Gefordert werden in dem Plan unter anderem Informationsveranstaltungen für Verantwortliche außerhalb der Medizin, eine Verbesserung der Erstversorgung an den Kliniken, wenn es zu einem »Massenanfall von Verletzten« kommt, oder auch die verbindliche Aus- und Weiterbildung von Ärzten zum Thema »umfängliche Traumachirurgie«. Bei letzterem müsse sichergestellt werden, dass im Einsatzfall klar ist, wo diese Mediziner zu finden sind. Bei allen Notfallplanungen sei es wichtig, die Anwendung auch zu üben. Zu oft finden diese Übungen aber nur in kleinerem Rahmen statt. Notwendig sei, alle entsprechenden Teile von Kliniken einzubeziehen. Das koste allerdings, sei im alltäglichen Betrieb kaum zu organisieren und erfolge zu selten. Die Unfallchirurgen kritisierten, dass die Bundesländer hier in der Regel zu nachlässig sind. Nur Berlin und Hamburg seien konsequent bei größeren Übungen. Auch im Saarland habe sich schon etwas in diese Richtung geändert, vor allem wegen der direkten Nachbarschaft und Kooperationen mit Frankreich, so Tim Pohlemann, Direktor der Klinik für Unfall‑, Hand- und Wiederherstellungschirurgie, Universitätsklinikum des Saarlandes.

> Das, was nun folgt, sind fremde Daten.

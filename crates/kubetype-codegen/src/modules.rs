//! Partitioning of a schema document into namespace modules.

use crate::compiler::SchemaCompiler;
use crate::declarations::ModuleSet;
use crate::names::split_ref;
use crate::schema::SchemaDocument;

/// Compile every definition of `document` into `modules`.
///
/// Each definition lands in the module named by its key's namespace. Modules
/// already present in the set are extended, so several documents can be
/// compiled into one set.
pub fn build_modules(document: &SchemaDocument, modules: &mut ModuleSet) {
    let before = modules.declaration_count();

    for (key, node) in document.iter() {
        let (namespace, leaf) = split_ref(key);
        modules.module_mut(&namespace);
        SchemaCompiler::new(modules).compile_definition(&namespace, &leaf, node);
    }

    tracing::info!(
        definitions = document.len(),
        modules = modules.len(),
        declarations = modules.declaration_count() - before,
        "compiled schema document"
    );
}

Mittlerweile treffen in deutschen Krankenhäusern erste Kriegsverletzte aus der Ukraine ein. In zentralen Strukturen sind 300 Personen erfasst, erklärt Benedikt Friemert, Ärztlicher Direktor der Klinik für Unfallchirurgie und Orthopädie am Bundeswehrkrankenhaus Ulm. Durch Transportschwierigkeiten in der Ukraine seien diese aber noch nicht alle in Deutschland eingetroffen. Hinzu kommt eine unbekannte Zahl von Kriegstraumatisierten, die Krankenhäuser hierzulande privat erreichten. Auch für die Gruppe der psychisch Traumatisierten könne man keine Angaben machen. Bei einem möglichen Waffenstillstand in der Ukraine rechnen die Unfallchirurgen jedoch mit einem starken Anstieg von Verletzten, die auch in Deutschland versorgt werden. Der Krieg dort verdeutliche, dass auch hierzulande Vorkehrungen für den Verteidigungs- oder Bündnisfall getroffen werden müssten, im medizinischen Bereich auch unter Einbeziehung ziviler Strukturen.